Alaska’s senior senator blocked legislation Thursday that would have dramatically increased liability caps on oil companies, in the wake of one of the industry’s biggest disasters. Sen. Lisa Murkowski (R-Alaska) objected to a voice vote request by Sen. Robert Menendez (D-N.J.) on the bill, which would have spiked the maximum liability for oil companies after an oil spill from $75 million to $10 billion. The legislation has significant support from Democrats, and the White House has indicated it backs an increase in liability caps. Following the failure of his bill to come up for a vote, Menendez responded, “It’s straightforward, it’s common sense. Either you want to fully protect the small businesses, individuals and communities devastated by a man-made disaster — this is not a natural disaster; this is a man-made disaster — or you want to protect multibillion-dollar oil companies from being held fully accountable. Apparently there are some in the Senate who prefer to protect the oil companies.”

As I read of this disasters impact…as I behold what is, and what is likely, I thought of a meteor heading for us as we read reports and watch helplessly. Its impact is coming. Some people say that it can’t be stopped ever… or for months, and even if it stopped today, the golden bowl is broken. Chernobyl comes to mind. So, so much is and will be lost. It was beyond my ability to remain composed as I read this.

Robert ~ That last link you provided tells of a possibly horrific scenario if this hole from hell isn’t plugged up soon. I watched the news media cover this “spill” with seriousness, then move on to another story and laugh like they don’t have a care in the world. I’m deeply disturbed by what this disaster can mean for the Gulf Coast, possibly all Americans and even the world. I believe the media should be following this story like they did with 9/11 – unrelenting and giving worst case scenarios. We’re dealing with a dumbed down society of people who react strongly to the silliest of things…wrong color of lipstick, hurry home to watch Dancing with the Stars, and a fascination with celebrities. How will these people act when one day they are told our air, water and food supply has been badly compromised because of this disaster? Now is a good time to break these people in before we have another disaster to deal with – crazed citizens.

If you didn’t get a chance to watch Maddow tonight, you might check out the segments on her website. In one piece, she talks with someone about how — just last week — Obama has stopped the MMS from approving any more drilling until further notice. Guess what? Right after being told to stop, the MMS approved FIVE MORE DRILLING OPERATIONS. When confronted, the MMS spokesperson lied and said they did not do this. Yet, there it was on paper. The Bush Administration operated like the wild, wild west where laws were meant to be overlooked. These government agencies and corporations are so used to operating illegally, they can’t stop. If Obama doesn’t know how to act like a sheriff, he needs to give someone the authority to lock up any criminals who break the law like this.
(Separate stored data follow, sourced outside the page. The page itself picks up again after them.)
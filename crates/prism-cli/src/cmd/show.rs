use super::Session;
use crate::output::{fmt_duration, print_json, status_mark};
use prism_core::{Node, Project, TaskPath};
use std::path::Path;

pub fn run(root: &Path, path: Option<&str>, json: bool) -> anyhow::Result<()> {
    let session = Session::open(root)?;
    let project = &session.project;
    let path = match path {
        Some(raw) => session.resolve(raw)?,
        None => TaskPath::root(),
    };

    if json {
        if path.is_root() {
            print_json(&serde_json::json!({
                "project": project.name(),
                "cursor": project.cursor().path().to_string(),
                "timer": project.timer().state(),
                "phases": project.tree().phases(),
            }))?;
        } else {
            print_json(project.get(&path)?)?;
        }
        return Ok(());
    }

    if path.is_root() {
        println!("{}", project.name());
        if project.tree().is_empty() {
            println!("  (empty: add a phase with `prsm add / <id>`)");
        }
        for phase in project.tree().phases() {
            print_node(project, &TaskPath::root(), phase, 1);
        }
    } else {
        let node = project.get(&path)?;
        let parent = path.parent().unwrap_or_default();
        print_node(project, &parent, node, 0);
        if let Some(version) = node.version() {
            println!("\n{} version {version}", node.level);
        }
        if let Some(reason) = &node.reason {
            println!("\nwhy: {reason}");
        }
        if !node.tags.is_empty() {
            println!("tags: {}", node.tags.join(", "));
        }
    }
    Ok(())
}

fn print_node(project: &Project, parent: &TaskPath, node: &Node, depth: usize) {
    let path = parent.join(node.id.clone());
    let mut line = format!(
        "{}{} {}",
        "  ".repeat(depth),
        status_mark(node.status),
        node.id
    );
    if node.label != node.id {
        line.push_str(&format!(" - {}", node.label));
    }
    let spent = node.total_time();
    if !spent.is_zero() {
        line.push_str(&format!(" ({})", fmt_duration(spent)));
    }
    if project.timer().target() == Some(&path) {
        line.push_str(&format!(" [timer {}]", project.timer().state()));
    }
    if project.cursor().path() == &path {
        line.push_str("  <");
    }
    println!("{line}");
    for child in &node.children {
        print_node(project, &path, child, depth + 1);
    }
}
mod cmd;
mod output;
mod root;

use clap::{Parser, Subcommand};
use cmd::{backup::BackupSubcommand, nav::Move, structure::AddArgs, timer::TimerSubcommand};
use prism_core::{ErrorKind, PrismError};
use std::path::PathBuf;

#[derive(Parser)]
#[command(
    name = "prsm",
    about = "Track phases, milestones, blocks and tasks with a built-in work timer",
    version,
    propagate_version = true
)]
struct Cli {
    /// Project root (default: auto-detect from .prsm/)
    #[arg(long, global = true, env = "PRSM_ROOT")]
    root: Option<PathBuf>,

    /// Output as JSON
    #[arg(long, global = true, short = 'j')]
    json: bool,

    #[command(subcommand)]
    command: Commands,
}

#[derive(Subcommand)]
enum Commands {
    /// Initialize a project in the current directory
    Init {
        /// Project name (default: directory name)
        #[arg(long)]
        name: Option<String>,
    },

    /// Show the hierarchy, or one entity
    Show { path: Option<String> },

    /// Add an entity; its tier follows from the parent (`/` adds a phase)
    Add {
        parent: String,
        id: String,
        #[arg(long)]
        label: Option<String>,
        /// Why this is needed
        #[arg(long)]
        reason: Option<String>,
        #[arg(long = "tag")]
        tags: Vec<String>,
        /// Position among siblings (default: last)
        #[arg(long)]
        at: Option<usize>,
    },

    /// Delete an entity and everything under it
    Rm { path: String },

    /// Move an entity under a new parent, or reorder it with --at
    Mv {
        path: String,
        new_parent: String,
        #[arg(long)]
        at: Option<usize>,
    },

    /// Set the status of a task or subtask (pending, in_progress, blocked, completed)
    Status { path: String, status: String },

    /// Edit label, reason or tags
    Edit {
        path: String,
        #[arg(long)]
        label: Option<String>,
        #[arg(long)]
        reason: Option<String>,
        /// Replace the tags (repeatable)
        #[arg(long = "tag")]
        tags: Option<Vec<String>>,
    },

    /// Work timer
    Timer {
        #[command(subcommand)]
        subcommand: TimerSubcommand,
    },

    /// Move the cursor to a path
    Cd { path: String },

    /// Cursor to the next entity at the same depth
    Next,

    /// Cursor to the previous entity at the same depth
    Prev,

    /// Cursor to the first child
    Enter,

    /// Cursor to the parent
    Up,

    /// Print the cursor position
    Pwd,

    /// Manage state backups
    Backup {
        #[command(subcommand)]
        subcommand: BackupSubcommand,
    },
}

fn main() {
    let cli = Cli::parse();

    let default_level = if std::env::var("PRSM_DEBUG").is_ok_and(|v| v == "1") {
        tracing::Level::DEBUG
    } else {
        tracing::Level::WARN
    };

    tracing_subscriber::fmt()
        .with_env_filter(
            tracing_subscriber::EnvFilter::from_default_env().add_directive(default_level.into()),
        )
        .with_target(false)
        .with_writer(std::io::stderr)
        .init();

    let root = root::resolve_root(cli.root.as_deref());
    let json = cli.json;

    let result = match cli.command {
        Commands::Init { name } => cmd::init::run(&root, name.as_deref(), json),
        Commands::Show { path } => cmd::show::run(&root, path.as_deref(), json),
        Commands::Add {
            parent,
            id,
            label,
            reason,
            tags,
            at,
        } => cmd::structure::add(
            &root,
            AddArgs {
                parent: &parent,
                id: &id,
                label: label.as_deref(),
                reason: reason.as_deref(),
                tags: &tags,
                at,
            },
            json,
        ),
        Commands::Rm { path } => cmd::structure::remove(&root, &path, json),
        Commands::Mv {
            path,
            new_parent,
            at,
        } => cmd::structure::mv(&root, &path, &new_parent, at, json),
        Commands::Status { path, status } => {
            cmd::structure::set_status(&root, &path, &status, json)
        }
        Commands::Edit {
            path,
            label,
            reason,
            tags,
        } => cmd::edit::run(&root, &path, label, reason, tags, json),
        Commands::Timer { subcommand } => cmd::timer::run(&root, subcommand, json),
        Commands::Cd { path } => cmd::nav::cd(&root, &path, json),
        Commands::Next => cmd::nav::step(&root, Move::Next, json),
        Commands::Prev => cmd::nav::step(&root, Move::Prev, json),
        Commands::Enter => cmd::nav::step(&root, Move::Enter, json),
        Commands::Up => cmd::nav::step(&root, Move::Up, json),
        Commands::Pwd => cmd::nav::pwd(&root, json),
        Commands::Backup { subcommand } => cmd::backup::run(&root, subcommand, json),
    };

    if let Err(e) = result {
        // Print the full error chain (anyhow's alternate Display)
        eprintln!("error: {e:#}");
        std::process::exit(exit_code(&e));
    }
}

/// Exit code for the first core error in the chain.
fn exit_code(err: &anyhow::Error) -> i32 {
    let kind = err
        .chain()
        .find_map(|cause| cause.downcast_ref::<PrismError>())
        .map(PrismError::kind);
    match kind {
        Some(ErrorKind::Validation) => 2,
        Some(ErrorKind::NotFound) => 3,
        Some(ErrorKind::Conflict) => 4,
        Some(ErrorKind::Concurrency) => 5,
        Some(ErrorKind::Corruption) => 6,
        Some(ErrorKind::UnsupportedVersion) => 7,
        Some(ErrorKind::Warning | ErrorKind::Io) | None => 1,
    }
}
Ian R. MacDonald, an oceanographer at Florida State University who is an expert in the analysis of oil slicks, said he had made his own rough calculations using satellite imagery. They suggested that the leak could “easily be four or five times” the government estimate, he said. “The government has a responsibility to get good numbers,” Dr. MacDonald said. “If it’s beyond their technical capability, the whole world is ready to help them.” Scientists said that the size of the spill was directly related to the amount of damage it would do in the ocean and onshore, and that calculating it accurately was important for that reason. BP has repeatedly said that its highest priority is stopping the leak, not measuring it. “There’s just no way to measure it,” Kent Wells, a BP senior vice president, said in a recent briefing. Yet for decades, specialists have used a technique that is almost tailor-made for the problem. With undersea gear that resembles the ultrasound machines in medical offices, they measure the flow rate from hot-water vents on the ocean floor. Scientists said that such equipment could be tuned to allow for accurate measurement of oil and gas flowing from the well. Richard Camilli and Andy Bowen, of the Woods Hole Oceanographic Institution in Massachusetts, who have routinely made such measurements, spoke extensively to BP last week, Mr. Bowen said. They were poised to fly to the gulf to conduct volume measurements. But they were contacted late in the week and told not to come, at around the time BP decided to lower a large metal container to try to capture the leak. That maneuver failed. They have not been invited again.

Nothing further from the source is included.